Keith Richards. Life




Difficile commentare un libro come "Life", autobiografia di un istrione come Keith Richards.
Da una parte c'è la riconoscenza verso il padre musicale dei Rolling Stones. Per carità, Keith ogni due pagine ricorda che senza il suo Charlie (Watts) dietro le pelli della batteria, il suono degli Stones non sarebbe mai stato quello che noi conosciamo. Sorrido, ma so bene che in realtà è un solo per rimarcare chi non lo ha mai tradito (Charlie, appunto) nei confronti di colui il quale, negli ultimi 20 anni, si è distanziato in maniera progressiva: Mick Jagger.

Se però si leggesse Life come una storia interna della più grande rock band della storia non farei giustizia nei confronti dell'autobiografia più appassionante che io abbia letto, e la musica in questo caso non c'entra.
Chi è appassionato dell'ambiente musicale conosce, naturalmente per sentito dire, i problemi avuti con le droghe (ma anche per le droghe) di Keef. Nulla di questi particolari viene risparmiato, perchè in fondo fanno parte in maniera indissolubile di questo ragazzo, diventato uomo sui palchi e troppo preso di mira dallo star system per non aver utilizzato la sua addiction come uno schermo difensivo.

Non è una difesa di Richards, naturalmente. In certe pagine (e sono tante) ci si pone la domanda del come sia possibile averlo ancora qui con noi, di come abbia fatto a produrre dischi e suonare sui palchi mentre si dilaniava il sangue con mix di eroina, coca e di qualunque altra droga sintetica fosse in circolazione. Tanto più  si può difendere a spada tratta un padre come lui, che alla fine degli anni 70 porta con se in tour il figlioletto di appena sette anni, Marlon, dandogli il compito di svegliarlo per il concerto dopo una dose, di avvisarlo se nelle vicinanze fosse in arrivo la polizia, e di non fare entrare in stanza nessuno che potesse arrecare danno a Keef.
L'impressione che si ha è che Keith abbia però cavalcato le droghe sempre con una certa freddezza, ma anche paura. Attenzione al fornitore, attenzione alle dosi. Così intorno a lui le morti (celebri e non) quasi non si contano: Brian Jones e Gram Parson su tutti. Eppure lui resta lì, sul palco e dietro il banco del mixer con la sua chitarra, e quasi facciamo difficoltà a pensare, rivedendo quei filmati, che sia sotto effetto (pesante) di chissà quante droghe.

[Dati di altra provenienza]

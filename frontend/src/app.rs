//! Top-level component: picks the page from the browser location.
//!
//! - `/dashboards/{id}?user={user}` shows a dashboard as that user.
//! - `/share/{token}` shows a published dashboard without a user.

use crate::components::dashboard::{DashboardPage, DashboardTarget};
use yew::{html, Component, Context, Html};

#[derive(Debug, Clone, PartialEq)]
pub enum Route {
    Dashboard { id: String, user: Option<String> },
    Shared { token: String },
    NotFound,
}

impl Route {
    pub fn parse(path: &str, query: &str) -> Route {
        let segments: Vec<&str> = path.split('/').filter(|s| !s.is_empty()).collect();
        match segments.as_slice() {
            ["dashboards", id] => Route::Dashboard {
                id: id.to_string(),
                user: query_param(query, "user"),
            },
            ["share", token] => Route::Shared {
                token: token.to_string(),
            },
            _ => Route::NotFound,
        }
    }

    fn current() -> Route {
        let Some(location) = web_sys::window().map(|w| w.location()) else {
            return Route::NotFound;
        };
        let path = location.pathname().unwrap_or_default();
        let query = location.search().unwrap_or_default();
        Route::parse(&path, &query)
    }
}

fn query_param(query: &str, name: &str) -> Option<String> {
    query
        .trim_start_matches('?')
        .split('&')
        .filter_map(|pair| pair.split_once('='))
        .find(|(key, _)| *key == name)
        .map(|(_, value)| decode(value))
        .filter(|value| !value.is_empty())
}

fn decode(value: &str) -> String {
    let value = value.replace('+', " ");
    js_sys::decode_uri_component(&value)
        .ok()
        .and_then(|decoded| decoded.as_string())
        .unwrap_or(value)
}

pub struct App {
    route: Route,
}

impl Component for App {
    type Message = ();
    type Properties = ();

    fn create(_ctx: &Context<Self>) -> Self {
        Self {
            route: Route::current(),
        }
    }

    fn view(&self, _ctx: &Context<Self>) -> Html {
        match &self.route {
            Route::Dashboard { id, user: Some(user) } => html! {
                <DashboardPage target={DashboardTarget::Owned { id: id.clone(), user: user.clone() }} />
            },
            Route::Dashboard { user: None, .. } => html! {
                <div class="banner">{ "Add ?user=<your id> to the address to open this dashboard." }</div>
            },
            Route::Shared { token } => html! {
                <DashboardPage target={DashboardTarget::Shared { token: token.clone() }} />
            },
            Route::NotFound => html! {
                <div class="banner">{ "Open /dashboards/{id}?user={user} or a /share/{token} link." }</div>
            },
        }
    }
}
use crate::auth::AuthUser;
use crate::db::{data_sources, Database};
use crate::error::ApiError;
use crate::services::access::data_source_for_edit;
use actix_web::{web, HttpResponse};
use log::info;

/// `DELETE /api/data_sources/{id}`: widgets that used the source keep
/// their snapshot rows and lose the reference; its analyses are removed.
pub async fn process(
    user: AuthUser,
    db: web::Data<Database>,
    id: web::Path<String>,
) -> Result<HttpResponse, ApiError> {
    let conn = db.connect()?;
    let source = data_source_for_edit(&conn, &user, &id)?;
    data_sources::delete(&conn, &source.id)?;
    info!("data source {} deleted by {}", source.id, user.id());
    Ok(HttpResponse::NoContent().finish())
}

Nello sfogliare avido le pagine,  sono andato a cercare qualche filmato dell'epoca. All'apice della sua dipendenza, il live in Texas (1972) lo vede in splendida forma. Quando invece vi troverete a leggere cosa c'era dietro il palco, e prima e dopo, ne rimarrete a bocca aperta, come ho fatto io.

Ma sarebbe riduttivo pensare che tutta la storia di Keith si fermi alle droghe. Così infatti non è. C'è tantissima musica in queste 500 pagine, e soprattutto c'è una costante ricerca del suono "nero", del blues delle origini. Muddy Waters aleggia su ogni frase, dalle prime note messe insieme dagli Stones ma anche sull'esperienza, a mio modo di vedere stupenda, della fuga con gli X-Pensive Winos.

Per chi segue i Rolling Stones, il suo pensiero dei suoi sodali non è poi così spiazzante o nuovo. La fragilità di Ron Wood, l'amicizia fraterna con Charlie Watts, l'amore/odio con Mick Jagger, la poca attenzione prestata all'enigmatico Bill Wyman.
Ed allora non poteva intitolarla diversamente questa autobiografia. Life è il racconto della vita extra-ordinaria  di un bambino che alle scuole media prendeva botte dai ragazzi più alti, iscritto ai boy scout e con un nonno con una chitarra appesa in salotto. Semmai, di diverso da molti altri, c'è la storia degli anni seguenti.